### Stored data

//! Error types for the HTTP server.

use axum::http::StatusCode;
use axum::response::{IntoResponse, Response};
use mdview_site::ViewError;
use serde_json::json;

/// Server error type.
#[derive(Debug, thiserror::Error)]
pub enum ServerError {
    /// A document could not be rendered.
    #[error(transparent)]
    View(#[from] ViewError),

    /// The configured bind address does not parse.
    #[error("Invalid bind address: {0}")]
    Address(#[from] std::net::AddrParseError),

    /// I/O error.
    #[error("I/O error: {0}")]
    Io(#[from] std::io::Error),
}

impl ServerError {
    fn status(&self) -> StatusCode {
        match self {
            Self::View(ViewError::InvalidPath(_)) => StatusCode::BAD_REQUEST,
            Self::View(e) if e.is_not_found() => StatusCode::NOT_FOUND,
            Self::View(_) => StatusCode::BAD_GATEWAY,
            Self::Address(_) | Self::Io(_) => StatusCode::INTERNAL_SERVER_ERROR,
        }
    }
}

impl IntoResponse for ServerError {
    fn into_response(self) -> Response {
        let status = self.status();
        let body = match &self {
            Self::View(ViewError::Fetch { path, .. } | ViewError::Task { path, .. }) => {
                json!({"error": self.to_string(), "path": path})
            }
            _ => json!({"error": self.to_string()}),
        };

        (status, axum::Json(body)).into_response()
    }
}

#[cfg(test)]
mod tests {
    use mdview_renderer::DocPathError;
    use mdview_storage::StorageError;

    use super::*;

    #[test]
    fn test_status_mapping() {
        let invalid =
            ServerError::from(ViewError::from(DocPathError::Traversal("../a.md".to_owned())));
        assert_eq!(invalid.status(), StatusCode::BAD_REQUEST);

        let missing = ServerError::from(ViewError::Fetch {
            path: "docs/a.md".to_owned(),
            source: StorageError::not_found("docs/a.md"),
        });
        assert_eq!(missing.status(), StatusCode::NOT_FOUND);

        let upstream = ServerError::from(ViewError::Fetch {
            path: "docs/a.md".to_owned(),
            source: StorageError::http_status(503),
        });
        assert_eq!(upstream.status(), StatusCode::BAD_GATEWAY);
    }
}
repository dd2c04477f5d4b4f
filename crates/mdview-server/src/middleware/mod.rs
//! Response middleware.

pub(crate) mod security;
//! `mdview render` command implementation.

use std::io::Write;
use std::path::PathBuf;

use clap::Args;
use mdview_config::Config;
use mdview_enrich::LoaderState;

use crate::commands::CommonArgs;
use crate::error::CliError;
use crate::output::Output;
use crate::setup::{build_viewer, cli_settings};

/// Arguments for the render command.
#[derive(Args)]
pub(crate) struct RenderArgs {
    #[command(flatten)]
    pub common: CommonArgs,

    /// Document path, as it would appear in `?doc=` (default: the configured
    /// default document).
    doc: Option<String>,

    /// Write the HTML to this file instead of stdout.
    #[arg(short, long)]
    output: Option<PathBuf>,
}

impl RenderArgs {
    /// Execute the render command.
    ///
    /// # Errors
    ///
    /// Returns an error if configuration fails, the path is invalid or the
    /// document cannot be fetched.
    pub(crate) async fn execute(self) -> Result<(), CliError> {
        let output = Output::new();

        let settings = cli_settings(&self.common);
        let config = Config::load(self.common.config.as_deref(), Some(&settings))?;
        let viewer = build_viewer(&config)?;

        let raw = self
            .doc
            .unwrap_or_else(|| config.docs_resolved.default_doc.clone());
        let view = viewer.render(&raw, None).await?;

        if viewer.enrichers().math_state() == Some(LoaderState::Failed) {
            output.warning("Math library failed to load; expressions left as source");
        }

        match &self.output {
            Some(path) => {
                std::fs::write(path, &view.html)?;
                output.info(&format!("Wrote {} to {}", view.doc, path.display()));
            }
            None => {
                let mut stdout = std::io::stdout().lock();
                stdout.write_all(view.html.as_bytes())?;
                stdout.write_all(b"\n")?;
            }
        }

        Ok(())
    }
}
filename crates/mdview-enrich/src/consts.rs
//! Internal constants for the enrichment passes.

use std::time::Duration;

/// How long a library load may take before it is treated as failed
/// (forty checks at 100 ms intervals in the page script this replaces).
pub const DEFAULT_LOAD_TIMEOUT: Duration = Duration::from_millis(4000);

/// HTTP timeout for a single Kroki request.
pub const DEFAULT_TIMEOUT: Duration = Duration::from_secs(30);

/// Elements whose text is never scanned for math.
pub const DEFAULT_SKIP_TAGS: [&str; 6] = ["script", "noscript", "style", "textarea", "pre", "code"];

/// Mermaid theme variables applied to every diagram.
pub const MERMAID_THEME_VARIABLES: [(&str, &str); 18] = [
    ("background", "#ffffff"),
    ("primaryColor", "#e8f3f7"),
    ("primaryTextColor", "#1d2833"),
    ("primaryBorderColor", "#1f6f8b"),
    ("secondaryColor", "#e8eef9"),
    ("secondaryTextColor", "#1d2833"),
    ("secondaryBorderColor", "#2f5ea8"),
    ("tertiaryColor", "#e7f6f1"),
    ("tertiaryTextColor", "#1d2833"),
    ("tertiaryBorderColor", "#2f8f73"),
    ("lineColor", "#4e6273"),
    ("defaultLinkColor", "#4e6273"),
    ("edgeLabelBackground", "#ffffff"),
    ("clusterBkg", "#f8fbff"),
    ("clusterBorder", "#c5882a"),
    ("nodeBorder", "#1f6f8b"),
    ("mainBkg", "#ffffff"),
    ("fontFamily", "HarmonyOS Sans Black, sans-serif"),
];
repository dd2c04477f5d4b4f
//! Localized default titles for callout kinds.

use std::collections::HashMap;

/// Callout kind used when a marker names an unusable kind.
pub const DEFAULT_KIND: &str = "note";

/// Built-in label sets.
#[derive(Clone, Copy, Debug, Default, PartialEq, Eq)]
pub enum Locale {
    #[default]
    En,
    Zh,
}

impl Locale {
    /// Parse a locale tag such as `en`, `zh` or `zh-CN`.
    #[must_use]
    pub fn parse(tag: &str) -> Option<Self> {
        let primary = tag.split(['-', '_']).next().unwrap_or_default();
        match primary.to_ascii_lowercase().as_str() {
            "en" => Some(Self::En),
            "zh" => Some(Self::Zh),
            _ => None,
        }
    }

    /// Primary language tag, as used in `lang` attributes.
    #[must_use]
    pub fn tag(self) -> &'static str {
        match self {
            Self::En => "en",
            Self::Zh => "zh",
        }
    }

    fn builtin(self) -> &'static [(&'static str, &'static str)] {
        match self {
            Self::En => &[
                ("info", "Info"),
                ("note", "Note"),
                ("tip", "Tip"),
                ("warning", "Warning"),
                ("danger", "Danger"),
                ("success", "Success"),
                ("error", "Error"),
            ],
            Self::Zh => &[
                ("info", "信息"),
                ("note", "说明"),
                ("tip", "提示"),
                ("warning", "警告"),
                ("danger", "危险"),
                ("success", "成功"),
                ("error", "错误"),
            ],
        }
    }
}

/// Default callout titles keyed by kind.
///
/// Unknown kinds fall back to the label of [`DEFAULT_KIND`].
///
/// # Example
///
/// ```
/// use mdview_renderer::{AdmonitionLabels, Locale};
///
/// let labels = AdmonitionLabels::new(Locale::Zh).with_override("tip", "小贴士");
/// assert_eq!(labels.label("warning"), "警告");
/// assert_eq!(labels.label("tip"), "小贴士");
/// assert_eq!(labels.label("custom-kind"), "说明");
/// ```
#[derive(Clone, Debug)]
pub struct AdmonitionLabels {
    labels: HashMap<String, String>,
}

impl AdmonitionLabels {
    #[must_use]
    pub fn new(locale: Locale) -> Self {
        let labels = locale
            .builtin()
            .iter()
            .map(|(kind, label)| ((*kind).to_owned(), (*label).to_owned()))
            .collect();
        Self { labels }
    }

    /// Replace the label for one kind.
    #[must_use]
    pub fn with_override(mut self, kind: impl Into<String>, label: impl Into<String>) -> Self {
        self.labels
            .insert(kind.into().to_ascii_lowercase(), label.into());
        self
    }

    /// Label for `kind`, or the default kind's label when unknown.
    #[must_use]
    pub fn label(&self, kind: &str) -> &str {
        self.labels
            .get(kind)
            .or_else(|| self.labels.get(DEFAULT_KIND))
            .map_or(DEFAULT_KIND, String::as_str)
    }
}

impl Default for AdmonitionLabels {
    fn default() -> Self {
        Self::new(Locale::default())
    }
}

* * *

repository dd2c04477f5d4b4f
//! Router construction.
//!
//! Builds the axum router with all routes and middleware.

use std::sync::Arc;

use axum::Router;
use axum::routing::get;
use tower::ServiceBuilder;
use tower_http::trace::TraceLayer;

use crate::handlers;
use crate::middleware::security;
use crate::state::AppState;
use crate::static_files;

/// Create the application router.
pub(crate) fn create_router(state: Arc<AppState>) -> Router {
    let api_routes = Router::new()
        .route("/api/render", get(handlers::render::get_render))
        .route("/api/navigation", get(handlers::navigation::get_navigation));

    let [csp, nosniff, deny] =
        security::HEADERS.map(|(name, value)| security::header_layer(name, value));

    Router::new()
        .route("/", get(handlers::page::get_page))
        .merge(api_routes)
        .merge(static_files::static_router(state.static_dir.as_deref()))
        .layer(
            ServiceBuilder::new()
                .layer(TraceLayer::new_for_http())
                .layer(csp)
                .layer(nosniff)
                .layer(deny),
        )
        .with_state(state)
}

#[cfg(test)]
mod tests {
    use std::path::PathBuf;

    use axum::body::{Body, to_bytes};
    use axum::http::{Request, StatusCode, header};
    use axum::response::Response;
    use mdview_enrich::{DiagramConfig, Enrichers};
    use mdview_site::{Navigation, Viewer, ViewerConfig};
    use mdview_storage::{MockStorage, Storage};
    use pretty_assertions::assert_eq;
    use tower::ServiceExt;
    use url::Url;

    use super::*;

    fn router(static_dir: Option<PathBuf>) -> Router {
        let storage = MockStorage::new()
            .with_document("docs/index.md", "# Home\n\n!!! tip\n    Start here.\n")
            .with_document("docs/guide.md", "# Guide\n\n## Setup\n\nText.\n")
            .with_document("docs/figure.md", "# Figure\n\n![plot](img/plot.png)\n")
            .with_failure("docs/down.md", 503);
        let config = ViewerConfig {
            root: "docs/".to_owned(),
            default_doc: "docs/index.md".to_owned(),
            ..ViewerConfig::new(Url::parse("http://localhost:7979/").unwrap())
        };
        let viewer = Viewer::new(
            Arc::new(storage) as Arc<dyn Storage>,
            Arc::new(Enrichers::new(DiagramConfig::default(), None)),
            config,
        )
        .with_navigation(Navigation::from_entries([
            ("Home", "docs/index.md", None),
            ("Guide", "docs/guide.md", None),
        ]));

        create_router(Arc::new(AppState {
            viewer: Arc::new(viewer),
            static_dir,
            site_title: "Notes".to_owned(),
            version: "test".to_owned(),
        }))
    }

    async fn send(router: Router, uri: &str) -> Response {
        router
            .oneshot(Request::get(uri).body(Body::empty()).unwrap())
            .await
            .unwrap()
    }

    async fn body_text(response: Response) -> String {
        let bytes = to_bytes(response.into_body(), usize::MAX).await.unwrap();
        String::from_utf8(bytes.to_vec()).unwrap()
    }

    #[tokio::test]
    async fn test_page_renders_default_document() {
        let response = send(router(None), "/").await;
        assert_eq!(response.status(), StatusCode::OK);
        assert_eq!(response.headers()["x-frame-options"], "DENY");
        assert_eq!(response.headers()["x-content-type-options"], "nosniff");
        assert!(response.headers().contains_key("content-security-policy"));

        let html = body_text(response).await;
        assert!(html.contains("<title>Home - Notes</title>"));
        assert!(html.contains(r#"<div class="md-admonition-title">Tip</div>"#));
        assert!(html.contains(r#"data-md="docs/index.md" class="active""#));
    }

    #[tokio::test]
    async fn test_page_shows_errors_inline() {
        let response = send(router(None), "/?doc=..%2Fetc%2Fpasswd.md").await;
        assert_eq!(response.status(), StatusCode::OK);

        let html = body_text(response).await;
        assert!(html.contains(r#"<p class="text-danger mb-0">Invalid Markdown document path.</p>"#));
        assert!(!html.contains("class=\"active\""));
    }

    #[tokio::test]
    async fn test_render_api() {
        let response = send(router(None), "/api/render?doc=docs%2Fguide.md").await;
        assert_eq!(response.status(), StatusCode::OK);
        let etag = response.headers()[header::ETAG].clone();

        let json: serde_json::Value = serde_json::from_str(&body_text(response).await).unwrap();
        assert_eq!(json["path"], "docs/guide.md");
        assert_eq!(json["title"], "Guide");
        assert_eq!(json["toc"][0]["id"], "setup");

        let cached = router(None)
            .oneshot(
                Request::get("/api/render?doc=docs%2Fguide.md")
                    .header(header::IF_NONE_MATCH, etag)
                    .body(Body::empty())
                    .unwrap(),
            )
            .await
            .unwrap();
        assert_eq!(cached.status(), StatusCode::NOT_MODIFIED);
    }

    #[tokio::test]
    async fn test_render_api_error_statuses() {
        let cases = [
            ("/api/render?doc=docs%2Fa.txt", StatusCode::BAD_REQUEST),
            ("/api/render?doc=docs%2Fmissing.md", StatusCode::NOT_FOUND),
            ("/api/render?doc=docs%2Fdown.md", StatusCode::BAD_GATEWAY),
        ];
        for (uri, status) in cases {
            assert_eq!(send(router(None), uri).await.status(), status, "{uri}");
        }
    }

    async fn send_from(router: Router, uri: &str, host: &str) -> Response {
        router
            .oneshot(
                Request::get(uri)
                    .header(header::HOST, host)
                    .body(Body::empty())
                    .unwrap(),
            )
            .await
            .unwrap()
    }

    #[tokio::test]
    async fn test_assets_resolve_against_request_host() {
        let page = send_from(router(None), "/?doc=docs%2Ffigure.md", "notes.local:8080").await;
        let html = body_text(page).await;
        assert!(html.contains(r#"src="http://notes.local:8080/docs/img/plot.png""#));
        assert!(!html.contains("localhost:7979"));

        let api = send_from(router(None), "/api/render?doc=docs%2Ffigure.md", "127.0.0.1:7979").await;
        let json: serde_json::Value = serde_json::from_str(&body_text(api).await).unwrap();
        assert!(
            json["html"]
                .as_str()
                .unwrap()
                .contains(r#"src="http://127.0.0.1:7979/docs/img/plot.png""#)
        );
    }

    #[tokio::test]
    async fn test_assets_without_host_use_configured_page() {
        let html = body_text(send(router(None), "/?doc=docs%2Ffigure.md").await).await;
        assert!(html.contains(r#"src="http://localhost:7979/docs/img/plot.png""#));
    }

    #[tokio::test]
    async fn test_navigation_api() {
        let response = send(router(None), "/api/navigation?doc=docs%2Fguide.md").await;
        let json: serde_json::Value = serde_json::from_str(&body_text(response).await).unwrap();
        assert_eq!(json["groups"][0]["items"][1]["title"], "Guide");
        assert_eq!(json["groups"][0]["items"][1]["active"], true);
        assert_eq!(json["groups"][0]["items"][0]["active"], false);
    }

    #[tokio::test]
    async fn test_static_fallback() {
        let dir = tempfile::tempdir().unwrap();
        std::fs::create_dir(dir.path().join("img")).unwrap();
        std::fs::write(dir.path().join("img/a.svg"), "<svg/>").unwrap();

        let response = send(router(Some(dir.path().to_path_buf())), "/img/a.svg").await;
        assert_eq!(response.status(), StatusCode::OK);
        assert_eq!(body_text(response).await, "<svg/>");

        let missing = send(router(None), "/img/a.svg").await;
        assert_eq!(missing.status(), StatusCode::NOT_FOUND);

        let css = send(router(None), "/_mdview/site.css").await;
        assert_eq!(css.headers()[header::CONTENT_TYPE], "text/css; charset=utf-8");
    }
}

...

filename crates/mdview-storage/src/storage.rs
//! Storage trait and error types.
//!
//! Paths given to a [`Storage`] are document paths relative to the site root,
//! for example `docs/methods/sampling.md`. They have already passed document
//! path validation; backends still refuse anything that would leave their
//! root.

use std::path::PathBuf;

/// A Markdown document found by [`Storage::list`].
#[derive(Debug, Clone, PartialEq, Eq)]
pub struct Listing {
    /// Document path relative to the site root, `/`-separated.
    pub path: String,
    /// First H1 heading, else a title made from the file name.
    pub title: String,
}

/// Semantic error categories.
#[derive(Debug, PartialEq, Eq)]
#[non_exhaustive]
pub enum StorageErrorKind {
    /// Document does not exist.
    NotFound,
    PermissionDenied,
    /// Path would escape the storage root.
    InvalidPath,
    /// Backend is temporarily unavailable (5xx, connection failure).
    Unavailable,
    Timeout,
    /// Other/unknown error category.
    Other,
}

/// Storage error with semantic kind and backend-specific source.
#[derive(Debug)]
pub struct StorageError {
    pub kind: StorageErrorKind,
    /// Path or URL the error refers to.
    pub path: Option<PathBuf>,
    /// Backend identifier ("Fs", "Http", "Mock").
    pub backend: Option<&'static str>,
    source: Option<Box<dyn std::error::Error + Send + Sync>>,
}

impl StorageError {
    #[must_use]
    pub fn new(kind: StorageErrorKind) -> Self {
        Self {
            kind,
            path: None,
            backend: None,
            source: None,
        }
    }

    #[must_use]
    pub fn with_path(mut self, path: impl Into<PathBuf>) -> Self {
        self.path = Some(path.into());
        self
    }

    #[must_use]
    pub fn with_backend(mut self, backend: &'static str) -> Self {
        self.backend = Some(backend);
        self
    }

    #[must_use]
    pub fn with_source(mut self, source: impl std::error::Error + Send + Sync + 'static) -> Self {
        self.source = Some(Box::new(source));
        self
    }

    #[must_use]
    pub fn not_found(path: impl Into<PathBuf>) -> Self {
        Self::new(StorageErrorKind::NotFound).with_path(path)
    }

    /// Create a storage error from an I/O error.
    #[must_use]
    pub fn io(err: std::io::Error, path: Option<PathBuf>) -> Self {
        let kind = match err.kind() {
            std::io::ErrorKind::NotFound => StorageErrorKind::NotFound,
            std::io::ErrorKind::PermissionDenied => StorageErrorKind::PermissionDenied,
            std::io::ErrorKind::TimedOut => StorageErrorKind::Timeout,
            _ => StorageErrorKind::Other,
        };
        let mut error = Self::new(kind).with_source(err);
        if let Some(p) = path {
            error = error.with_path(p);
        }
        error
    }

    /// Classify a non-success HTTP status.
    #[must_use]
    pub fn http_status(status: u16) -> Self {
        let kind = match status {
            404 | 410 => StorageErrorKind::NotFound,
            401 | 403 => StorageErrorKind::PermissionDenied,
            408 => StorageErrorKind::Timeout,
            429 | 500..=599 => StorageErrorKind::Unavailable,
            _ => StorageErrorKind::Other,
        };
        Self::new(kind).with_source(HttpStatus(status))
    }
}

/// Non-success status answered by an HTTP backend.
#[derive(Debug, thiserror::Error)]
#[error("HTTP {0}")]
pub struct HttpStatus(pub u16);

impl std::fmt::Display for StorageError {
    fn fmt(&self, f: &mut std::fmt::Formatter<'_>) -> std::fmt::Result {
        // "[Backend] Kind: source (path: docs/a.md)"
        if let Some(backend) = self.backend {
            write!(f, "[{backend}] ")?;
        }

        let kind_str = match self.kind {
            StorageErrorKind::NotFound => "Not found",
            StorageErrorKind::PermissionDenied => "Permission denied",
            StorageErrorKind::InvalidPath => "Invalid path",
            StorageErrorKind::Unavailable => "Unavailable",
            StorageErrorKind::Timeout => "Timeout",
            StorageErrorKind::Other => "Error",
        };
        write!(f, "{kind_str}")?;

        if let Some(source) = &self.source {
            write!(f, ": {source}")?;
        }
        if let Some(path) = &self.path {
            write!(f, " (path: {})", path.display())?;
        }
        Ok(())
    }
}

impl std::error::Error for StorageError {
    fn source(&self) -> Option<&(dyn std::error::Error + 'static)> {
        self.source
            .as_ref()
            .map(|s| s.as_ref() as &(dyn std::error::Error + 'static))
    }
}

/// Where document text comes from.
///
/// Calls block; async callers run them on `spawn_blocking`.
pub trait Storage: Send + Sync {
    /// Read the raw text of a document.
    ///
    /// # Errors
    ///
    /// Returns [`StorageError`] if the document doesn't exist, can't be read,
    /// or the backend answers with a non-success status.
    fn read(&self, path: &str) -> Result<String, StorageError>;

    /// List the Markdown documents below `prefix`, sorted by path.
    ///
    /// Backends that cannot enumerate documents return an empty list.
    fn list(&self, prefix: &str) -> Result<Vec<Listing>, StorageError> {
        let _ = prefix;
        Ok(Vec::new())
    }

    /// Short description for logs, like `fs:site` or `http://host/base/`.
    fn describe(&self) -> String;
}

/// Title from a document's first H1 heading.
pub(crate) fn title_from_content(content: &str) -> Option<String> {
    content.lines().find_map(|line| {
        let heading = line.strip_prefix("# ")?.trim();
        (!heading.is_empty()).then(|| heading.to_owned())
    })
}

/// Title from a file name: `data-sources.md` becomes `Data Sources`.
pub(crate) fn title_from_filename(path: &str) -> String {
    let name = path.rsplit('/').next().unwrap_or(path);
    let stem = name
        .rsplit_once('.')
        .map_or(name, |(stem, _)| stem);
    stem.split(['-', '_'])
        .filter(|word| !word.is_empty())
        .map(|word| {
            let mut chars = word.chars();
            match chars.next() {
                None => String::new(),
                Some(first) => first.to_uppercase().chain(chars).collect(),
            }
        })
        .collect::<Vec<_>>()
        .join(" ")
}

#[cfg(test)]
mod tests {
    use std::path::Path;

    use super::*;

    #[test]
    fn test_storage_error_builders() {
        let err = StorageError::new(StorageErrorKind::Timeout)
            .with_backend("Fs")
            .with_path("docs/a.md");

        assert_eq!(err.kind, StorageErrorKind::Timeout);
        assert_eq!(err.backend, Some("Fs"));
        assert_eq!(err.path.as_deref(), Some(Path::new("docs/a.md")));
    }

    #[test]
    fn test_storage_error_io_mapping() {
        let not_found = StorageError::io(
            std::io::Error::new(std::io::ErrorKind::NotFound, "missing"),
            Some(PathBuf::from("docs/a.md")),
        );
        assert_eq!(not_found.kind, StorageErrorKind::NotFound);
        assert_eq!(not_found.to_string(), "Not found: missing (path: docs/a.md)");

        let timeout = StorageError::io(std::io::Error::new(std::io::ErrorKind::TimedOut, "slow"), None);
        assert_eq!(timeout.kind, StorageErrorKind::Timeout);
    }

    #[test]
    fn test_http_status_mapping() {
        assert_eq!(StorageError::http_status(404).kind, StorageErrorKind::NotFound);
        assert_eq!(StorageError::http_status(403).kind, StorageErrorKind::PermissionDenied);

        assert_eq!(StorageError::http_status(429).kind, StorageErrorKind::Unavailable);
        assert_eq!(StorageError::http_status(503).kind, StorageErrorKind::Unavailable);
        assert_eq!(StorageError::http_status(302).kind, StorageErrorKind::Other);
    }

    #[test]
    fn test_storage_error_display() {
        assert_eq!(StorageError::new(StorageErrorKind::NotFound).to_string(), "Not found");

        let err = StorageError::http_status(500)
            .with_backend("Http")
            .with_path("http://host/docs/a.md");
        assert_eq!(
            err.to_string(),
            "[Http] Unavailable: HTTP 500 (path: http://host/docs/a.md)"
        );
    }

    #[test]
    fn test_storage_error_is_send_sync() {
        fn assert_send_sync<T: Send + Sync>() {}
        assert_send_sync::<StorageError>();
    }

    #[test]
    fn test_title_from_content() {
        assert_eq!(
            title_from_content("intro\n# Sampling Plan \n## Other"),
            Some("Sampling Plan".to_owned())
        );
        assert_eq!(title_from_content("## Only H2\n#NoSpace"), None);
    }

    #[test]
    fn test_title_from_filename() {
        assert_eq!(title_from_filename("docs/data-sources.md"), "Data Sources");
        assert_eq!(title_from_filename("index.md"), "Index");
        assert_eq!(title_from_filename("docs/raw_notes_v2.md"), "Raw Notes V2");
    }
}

### WHAT IS BEING ASKED
Using the data above, state the number of lines that contain the word "library"; add nothing else.

### RESULT
2